An intelligent distributed data mining framework for energy-efficient WSN using a hybrid heuristic-aided cascaded residual LSTM
摘要
Wireless Sensor Systems (WSNs) comprise dispersed sensors that monitor and hold physical boundaries, delivering valuable information. The distributed nature of WSNs eliminates the need for consistent data transmission to a centralized node, resulting in significant energy savings. However, the sustainability of WSNs is a primary concern due to the limited energy sources of battery-powered sensor nodes. Traditional centralized data mining techniques are unsuitable for WSNs due to the limited battery life and computational capabilities of sensor nodes.

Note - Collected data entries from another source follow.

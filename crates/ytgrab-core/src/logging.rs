//! Logging init: file under XDG state dir, or graceful fallback to stderr.

use anyhow::Result;
use std::fs;
use std::io;
use std::path::PathBuf;
use tracing_subscriber::fmt::writer::BoxMakeWriter;
use tracing_subscriber::fmt::MakeWriter;
use tracing_subscriber::EnvFilter;

const DEFAULT_FILTER: &str = "info,ytgrab=debug,ytgrab_core=debug";

/// Writer that is either the log file or stderr (used when the file handle can't be cloned).
enum LogSink {
    File(fs::File),
    Stderr,
}

impl io::Write for LogSink {
    fn write(&mut self, buf: &[u8]) -> io::Result<usize> {
        match self {
            LogSink::File(f) => f.write(buf),
            LogSink::Stderr => io::stderr().lock().write(buf),
        }
    }

    fn flush(&mut self) -> io::Result<()> {
        match self {
            LogSink::File(f) => f.flush(),
            LogSink::Stderr => io::stderr().lock().flush(),
        }
    }
}

struct FileMakeWriter(fs::File);

impl<'a> MakeWriter<'a> for FileMakeWriter {
    type Writer = LogSink;

    fn make_writer(&'a self) -> Self::Writer {
        self.0
            .try_clone()
            .map(LogSink::File)
            .unwrap_or(LogSink::Stderr)
    }
}

fn env_filter() -> EnvFilter {
    EnvFilter::try_from_default_env().unwrap_or_else(|_| EnvFilter::new(DEFAULT_FILTER))
}

/// Path of the log file: `~/.local/state/ytgrab/ytgrab.log`.
pub fn log_file_path() -> Result<PathBuf> {
    let xdg_dirs = xdg::BaseDirectories::with_prefix("ytgrab")?;
    Ok(xdg_dirs.get_state_home().join("ytgrab.log"))
}

/// Initialize structured logging to the XDG state dir.
/// On failure (e.g. log dir unwritable), returns Err so the caller can fall back to stderr.
pub fn init_logging() -> Result<()> {
    let log_file_path = log_file_path()?;
    if let Some(dir) = log_file_path.parent() {
        fs::create_dir_all(dir)?;
    }

    let file = fs::OpenOptions::new()
        .create(true)
        .append(true)
        .open(&log_file_path)?;

    let writer = BoxMakeWriter::new(FileMakeWriter(file));

    tracing_subscriber::fmt()
        .with_env_filter(env_filter())
        .with_writer(writer)
        .with_ansi(false)
        .try_init()
        .map_err(|e| anyhow::anyhow!("tracing subscriber: {}", e))?;

    tracing::info!("ytgrab logging initialized at {}", log_file_path.display());

    Ok(())
}

/// Initialize logging to stderr only. Use when `init_logging` fails so the CLI keeps working.
pub fn init_logging_stderr() {
    let _ = tracing_subscriber::fmt()
        .with_env_filter(env_filter())
        .with_writer(io::stderr)
        .with_ansi(false)
        .try_init();
}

To solve this issue, a Distributed Data Mining (DDM) approach is developed by using deep learning techniques to distribute the data mining process across the network, reducing the burden on individual nodes and minimizing energy expenditure. This research provides a deep learning-based DDM approach to improve energy efficiency and load balancing at the WSN fusion center. The DDM model is implemented using Adaptive Cascaded Residual Long Short Term Memory (ACas-ResLSTM), which helps to integrate the network into multiple layers, in turn, it places the nodes. The parameters of ResLSTM are effectively optimized using the hybrid algorithm named Defined Random Number-based Coati with Dolphin Swarm Optimization (DRN-CDSO), which incorporates the Coati Optimization Algorithm (COA) and Dolphin Swarm Optimization (DSO). Due to this optimization, the proposed model helps to reduce the signaling overhead and average delay and maximizes the overall throughput. This deep learning-based approach is subjected to experiments to confirm its efficacy in deep learning-based DDM models for energy-efficient WSN assessment. The energy efficiency of the proposed technique is 14.5, which is enhanced than the other conventional approaches. Thus, the outcome demonstrates the promising and robust solution for maximizing the lifetime of sensor nodes and allowing for a scalable and reliable network in the field of WSN.